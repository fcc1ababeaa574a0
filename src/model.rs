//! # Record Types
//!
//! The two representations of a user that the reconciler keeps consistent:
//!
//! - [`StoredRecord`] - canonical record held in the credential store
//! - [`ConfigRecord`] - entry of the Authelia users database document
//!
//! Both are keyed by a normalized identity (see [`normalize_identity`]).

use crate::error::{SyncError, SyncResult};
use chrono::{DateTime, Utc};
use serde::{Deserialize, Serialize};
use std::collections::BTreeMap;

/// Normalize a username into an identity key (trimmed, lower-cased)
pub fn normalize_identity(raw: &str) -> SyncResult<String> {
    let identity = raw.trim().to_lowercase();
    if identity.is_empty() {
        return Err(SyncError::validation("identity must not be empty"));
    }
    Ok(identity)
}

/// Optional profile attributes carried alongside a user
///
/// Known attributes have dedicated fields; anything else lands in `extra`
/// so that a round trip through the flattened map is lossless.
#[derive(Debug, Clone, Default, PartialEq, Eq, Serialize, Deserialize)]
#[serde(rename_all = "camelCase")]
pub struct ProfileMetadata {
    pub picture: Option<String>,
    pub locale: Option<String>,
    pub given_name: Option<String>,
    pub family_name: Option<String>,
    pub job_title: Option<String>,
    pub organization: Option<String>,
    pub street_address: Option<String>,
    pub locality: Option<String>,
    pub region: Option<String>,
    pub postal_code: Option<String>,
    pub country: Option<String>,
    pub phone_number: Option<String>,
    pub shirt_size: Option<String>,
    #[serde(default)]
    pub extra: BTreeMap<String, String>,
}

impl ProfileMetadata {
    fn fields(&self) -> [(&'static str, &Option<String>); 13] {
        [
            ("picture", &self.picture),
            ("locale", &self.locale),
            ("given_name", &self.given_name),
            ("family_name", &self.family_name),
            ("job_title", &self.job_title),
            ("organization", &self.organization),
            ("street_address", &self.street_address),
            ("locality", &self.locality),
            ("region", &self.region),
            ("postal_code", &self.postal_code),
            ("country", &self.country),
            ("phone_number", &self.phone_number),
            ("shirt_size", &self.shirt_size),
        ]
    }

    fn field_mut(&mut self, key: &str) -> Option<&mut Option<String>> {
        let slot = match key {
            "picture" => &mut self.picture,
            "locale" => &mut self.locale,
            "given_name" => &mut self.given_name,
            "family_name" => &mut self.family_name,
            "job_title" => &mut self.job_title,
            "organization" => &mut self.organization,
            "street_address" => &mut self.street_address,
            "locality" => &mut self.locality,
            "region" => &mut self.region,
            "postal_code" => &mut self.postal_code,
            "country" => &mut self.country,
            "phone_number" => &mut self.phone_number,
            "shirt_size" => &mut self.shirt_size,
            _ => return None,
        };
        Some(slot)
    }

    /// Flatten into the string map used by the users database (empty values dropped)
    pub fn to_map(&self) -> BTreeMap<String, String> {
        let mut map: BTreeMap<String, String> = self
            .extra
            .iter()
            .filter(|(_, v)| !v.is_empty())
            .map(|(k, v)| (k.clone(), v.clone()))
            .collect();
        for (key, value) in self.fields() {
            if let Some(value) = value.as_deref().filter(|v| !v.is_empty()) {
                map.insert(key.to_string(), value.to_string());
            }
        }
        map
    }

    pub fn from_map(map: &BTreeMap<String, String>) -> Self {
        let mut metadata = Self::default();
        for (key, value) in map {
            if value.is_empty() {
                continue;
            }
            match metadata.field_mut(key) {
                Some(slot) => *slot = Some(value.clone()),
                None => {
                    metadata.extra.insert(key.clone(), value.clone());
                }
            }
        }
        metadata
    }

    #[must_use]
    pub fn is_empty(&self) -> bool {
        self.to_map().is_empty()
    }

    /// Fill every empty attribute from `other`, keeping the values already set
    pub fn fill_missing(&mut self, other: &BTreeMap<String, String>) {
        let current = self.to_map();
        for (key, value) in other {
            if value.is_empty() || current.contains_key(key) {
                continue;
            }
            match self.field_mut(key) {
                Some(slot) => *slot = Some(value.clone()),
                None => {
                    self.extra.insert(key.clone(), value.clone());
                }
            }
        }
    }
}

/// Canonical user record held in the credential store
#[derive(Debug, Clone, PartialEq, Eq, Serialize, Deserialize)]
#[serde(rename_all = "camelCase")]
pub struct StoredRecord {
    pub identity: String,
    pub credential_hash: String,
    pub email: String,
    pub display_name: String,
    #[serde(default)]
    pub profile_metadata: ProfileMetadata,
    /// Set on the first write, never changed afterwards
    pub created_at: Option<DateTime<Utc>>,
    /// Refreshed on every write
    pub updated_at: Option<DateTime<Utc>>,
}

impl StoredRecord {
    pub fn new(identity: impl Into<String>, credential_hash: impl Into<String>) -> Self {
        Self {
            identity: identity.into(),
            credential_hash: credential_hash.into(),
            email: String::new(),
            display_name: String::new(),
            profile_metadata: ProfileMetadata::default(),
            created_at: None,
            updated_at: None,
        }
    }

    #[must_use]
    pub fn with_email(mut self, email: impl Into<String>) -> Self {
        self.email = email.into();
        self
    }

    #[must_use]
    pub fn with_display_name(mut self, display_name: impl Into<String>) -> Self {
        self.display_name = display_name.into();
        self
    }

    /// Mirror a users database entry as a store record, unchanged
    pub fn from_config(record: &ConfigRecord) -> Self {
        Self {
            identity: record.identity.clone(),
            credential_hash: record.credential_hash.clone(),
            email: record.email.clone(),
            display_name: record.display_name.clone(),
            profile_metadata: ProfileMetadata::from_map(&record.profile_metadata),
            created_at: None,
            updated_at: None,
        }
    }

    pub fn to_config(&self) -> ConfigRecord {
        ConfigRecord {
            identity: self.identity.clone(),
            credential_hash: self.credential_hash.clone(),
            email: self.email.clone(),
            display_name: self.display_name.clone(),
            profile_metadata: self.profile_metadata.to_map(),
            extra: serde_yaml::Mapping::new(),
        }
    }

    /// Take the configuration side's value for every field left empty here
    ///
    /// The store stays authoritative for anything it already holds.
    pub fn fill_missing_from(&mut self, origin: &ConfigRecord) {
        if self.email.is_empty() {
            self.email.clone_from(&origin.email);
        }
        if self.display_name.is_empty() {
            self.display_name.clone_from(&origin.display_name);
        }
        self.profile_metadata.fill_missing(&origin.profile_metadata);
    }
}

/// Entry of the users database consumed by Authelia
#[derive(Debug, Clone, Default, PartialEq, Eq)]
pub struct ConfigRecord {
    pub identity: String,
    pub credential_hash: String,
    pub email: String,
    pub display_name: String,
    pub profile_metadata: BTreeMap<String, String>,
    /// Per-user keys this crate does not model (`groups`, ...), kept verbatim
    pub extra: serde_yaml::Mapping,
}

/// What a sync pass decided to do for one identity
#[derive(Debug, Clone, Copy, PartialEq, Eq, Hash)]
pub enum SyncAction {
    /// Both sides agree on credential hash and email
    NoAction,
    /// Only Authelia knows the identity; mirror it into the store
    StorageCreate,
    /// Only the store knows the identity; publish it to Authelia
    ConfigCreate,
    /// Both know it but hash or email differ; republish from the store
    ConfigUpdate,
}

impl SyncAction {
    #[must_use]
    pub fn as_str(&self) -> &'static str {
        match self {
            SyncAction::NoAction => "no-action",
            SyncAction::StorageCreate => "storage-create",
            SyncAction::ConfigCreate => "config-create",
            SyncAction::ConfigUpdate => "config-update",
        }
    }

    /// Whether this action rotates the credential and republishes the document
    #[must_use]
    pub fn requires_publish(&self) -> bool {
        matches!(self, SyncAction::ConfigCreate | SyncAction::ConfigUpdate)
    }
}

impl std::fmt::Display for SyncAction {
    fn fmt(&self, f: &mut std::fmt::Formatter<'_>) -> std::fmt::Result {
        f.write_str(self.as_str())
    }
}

● **WHAT YOU NEED TO DO**
Each entry needs to be copied out exactly.

● **FINISHED TASK**
repository fcc1ababeaa574a0
filename src/model.rs
//! # Record Types
//!
//! The two representations of a user that the reconciler keeps consistent:
//!
//! - [`StoredRecord`] - canonical record held in the credential store
//! - [`ConfigRecord`] - entry of the Authelia users database document
//!
//! Both are keyed by a normalized identity (see [`normalize_identity`]).

use crate::error::{SyncError, SyncResult};
use chrono::{DateTime, Utc};
use serde::{Deserialize, Serialize};
use std::collections::BTreeMap;

/// Normalize a username into an identity key (trimmed, lower-cased)
pub fn normalize_identity(raw: &str) -> SyncResult<String> {
    let identity = raw.trim().to_lowercase();
    if identity.is_empty() {
        return Err(SyncError::validation("identity must not be empty"));
    }
    Ok(identity)
}

/// Optional profile attributes carried alongside a user
///
/// Known attributes have dedicated fields; anything else lands in `extra`
/// so that a round trip through the flattened map is lossless.
#[derive(Debug, Clone, Default, PartialEq, Eq, Serialize, Deserialize)]
#[serde(rename_all = "camelCase")]
pub struct ProfileMetadata {
    pub picture: Option<String>,
    pub locale: Option<String>,
    pub given_name: Option<String>,
    pub family_name: Option<String>,
    pub job_title: Option<String>,
    pub organization: Option<String>,
    pub street_address: Option<String>,
    pub locality: Option<String>,
    pub region: Option<String>,
    pub postal_code: Option<String>,
    pub country: Option<String>,
    pub phone_number: Option<String>,
    pub shirt_size: Option<String>,
    #[serde(default)]
    pub extra: BTreeMap<String, String>,
}

impl ProfileMetadata {
    fn fields(&self) -> [(&'static str, &Option<String>); 13] {
        [
            ("picture", &self.picture),
            ("locale", &self.locale),
            ("given_name", &self.given_name),
            ("family_name", &self.family_name),
            ("job_title", &self.job_title),
            ("organization", &self.organization),
            ("street_address", &self.street_address),
            ("locality", &self.locality),
            ("region", &self.region),
            ("postal_code", &self.postal_code),
            ("country", &self.country),
            ("phone_number", &self.phone_number),
            ("shirt_size", &self.shirt_size),
        ]
    }

    fn field_mut(&mut self, key: &str) -> Option<&mut Option<String>> {
        let slot = match key {
            "picture" => &mut self.picture,
            "locale" => &mut self.locale,
            "given_name" => &mut self.given_name,
            "family_name" => &mut self.family_name,
            "job_title" => &mut self.job_title,
            "organization" => &mut self.organization,
            "street_address" => &mut self.street_address,
            "locality" => &mut self.locality,
            "region" => &mut self.region,
            "postal_code" => &mut self.postal_code,
            "country" => &mut self.country,
            "phone_number" => &mut self.phone_number,
            "shirt_size" => &mut self.shirt_size,
            _ => return None,
        };
        Some(slot)
    }

    /// Flatten into the string map used by the users database (empty values dropped)
    pub fn to_map(&self) -> BTreeMap<String, String> {
        let mut map: BTreeMap<String, String> = self
            .extra
            .iter()
            .filter(|(_, v)| !v.is_empty())
            .map(|(k, v)| (k.clone(), v.clone()))
            .collect();
        for (key, value) in self.fields() {
            if let Some(value) = value.as_deref().filter(|v| !v.is_empty()) {
                map.insert(key.to_string(), value.to_string());
            }
        }
        map
    }

    pub fn from_map(map: &BTreeMap<String, String>) -> Self {
        let mut metadata = Self::default();
        for (key, value) in map {
            if value.is_empty() {
                continue;
            }
            match metadata.field_mut(key) {
                Some(slot) => *slot = Some(value.clone()),
                None => {
                    metadata.extra.insert(key.clone(), value.clone());
                }
            }
        }
        metadata
    }

    #[must_use]
    pub fn is_empty(&self) -> bool {
        self.to_map().is_empty()
    }

    /// Fill every empty attribute from `other`, keeping the values already set
    pub fn fill_missing(&mut self, other: &BTreeMap<String, String>) {
        let current = self.to_map();
        for (key, value) in other {
            if value.is_empty() || current.contains_key(key) {
                continue;
            }
            match self.field_mut(key) {
                Some(slot) => *slot = Some(value.clone()),
                None => {
                    self.extra.insert(key.clone(), value.clone());
                }
            }
        }
    }
}

/// Canonical user record held in the credential store
#[derive(Debug, Clone, PartialEq, Eq, Serialize, Deserialize)]
#[serde(rename_all = "camelCase")]
pub struct StoredRecord {
    pub identity: String,
    pub credential_hash: String,
    pub email: String,
    pub display_name: String,
    #[serde(default)]
    pub profile_metadata: ProfileMetadata,
    /// Set on the first write, never changed afterwards
    pub created_at: Option<DateTime<Utc>>,
    /// Refreshed on every write
    pub updated_at: Option<DateTime<Utc>>,
}

impl StoredRecord {
    pub fn new(identity: impl Into<String>, credential_hash: impl Into<String>) -> Self {
        Self {
            identity: identity.into(),
            credential_hash: credential_hash.into(),
            email: String::new(),
            display_name: String::new(),
            profile_metadata: ProfileMetadata::default(),
            created_at: None,
            updated_at: None,
        }
    }

    #[must_use]
    pub fn with_email(mut self, email: impl Into<String>) -> Self {
        self.email = email.into();
        self
    }

    #[must_use]
    pub fn with_display_name(mut self, display_name: impl Into<String>) -> Self {
        self.display_name = display_name.into();
        self
    }

    /// Mirror a users database entry as a store record, unchanged
    pub fn from_config(record: &ConfigRecord) -> Self {
        Self {
            identity: record.identity.clone(),
            credential_hash: record.credential_hash.clone(),
            email: record.email.clone(),
            display_name: record.display_name.clone(),
            profile_metadata: ProfileMetadata::from_map(&record.profile_metadata),
            created_at: None,
            updated_at: None,
        }
    }

    pub fn to_config(&self) -> ConfigRecord {
        ConfigRecord {
            identity: self.identity.clone(),
            credential_hash: self.credential_hash.clone(),
            email: self.email.clone(),
            display_name: self.display_name.clone(),
            profile_metadata: self.profile_metadata.to_map(),
            extra: serde_yaml::Mapping::new(),
        }
    }

    /// Take the configuration side's value for every field left empty here
    ///
    /// The store stays authoritative for anything it already holds.
    pub fn fill_missing_from(&mut self, origin: &ConfigRecord) {
        if self.email.is_empty() {
            self.email.clone_from(&origin.email);
        }
        if self.display_name.is_empty() {
            self.display_name.clone_from(&origin.display_name);
        }
        self.profile_metadata.fill_missing(&origin.profile_metadata);
    }
}

/// Entry of the users database consumed by Authelia
#[derive(Debug, Clone, Default, PartialEq, Eq)]
pub struct ConfigRecord {
    pub identity: String,
    pub credential_hash: String,
    pub email: String,
    pub display_name: String,
    pub profile_metadata: BTreeMap<String, String>,
    /// Per-user keys this crate does not model (`groups`, ...), kept verbatim
    pub extra: serde_yaml::Mapping,
}

/// What a sync pass decided to do for one identity
#[derive(Debug, Clone, Copy, PartialEq, Eq, Hash)]
pub enum SyncAction {
    /// Both sides agree on credential hash and email
    NoAction,
    /// Only Authelia knows the identity; mirror it into the store
    StorageCreate,
    /// Only the store knows the identity; publish it to Authelia
    ConfigCreate,
    /// Both know it but hash or email differ; republish from the store
    ConfigUpdate,
}

impl SyncAction {
    #[must_use]
    pub fn as_str(&self) -> &'static str {
        match self {
            SyncAction::NoAction => "no-action",
            SyncAction::StorageCreate => "storage-create",
            SyncAction::ConfigCreate => "config-create",
            SyncAction::ConfigUpdate => "config-update",
        }
    }

    /// Whether this action rotates the credential and republishes the document
    #[must_use]
    pub fn requires_publish(&self) -> bool {
        matches!(self, SyncAction::ConfigCreate | SyncAction::ConfigUpdate)
    }
}

impl std::fmt::Display for SyncAction {
    fn fmt(&self, f: &mut std::fmt::Formatter<'_>) -> std::fmt::Result {
        f.write_str(self.as_str())
    }
}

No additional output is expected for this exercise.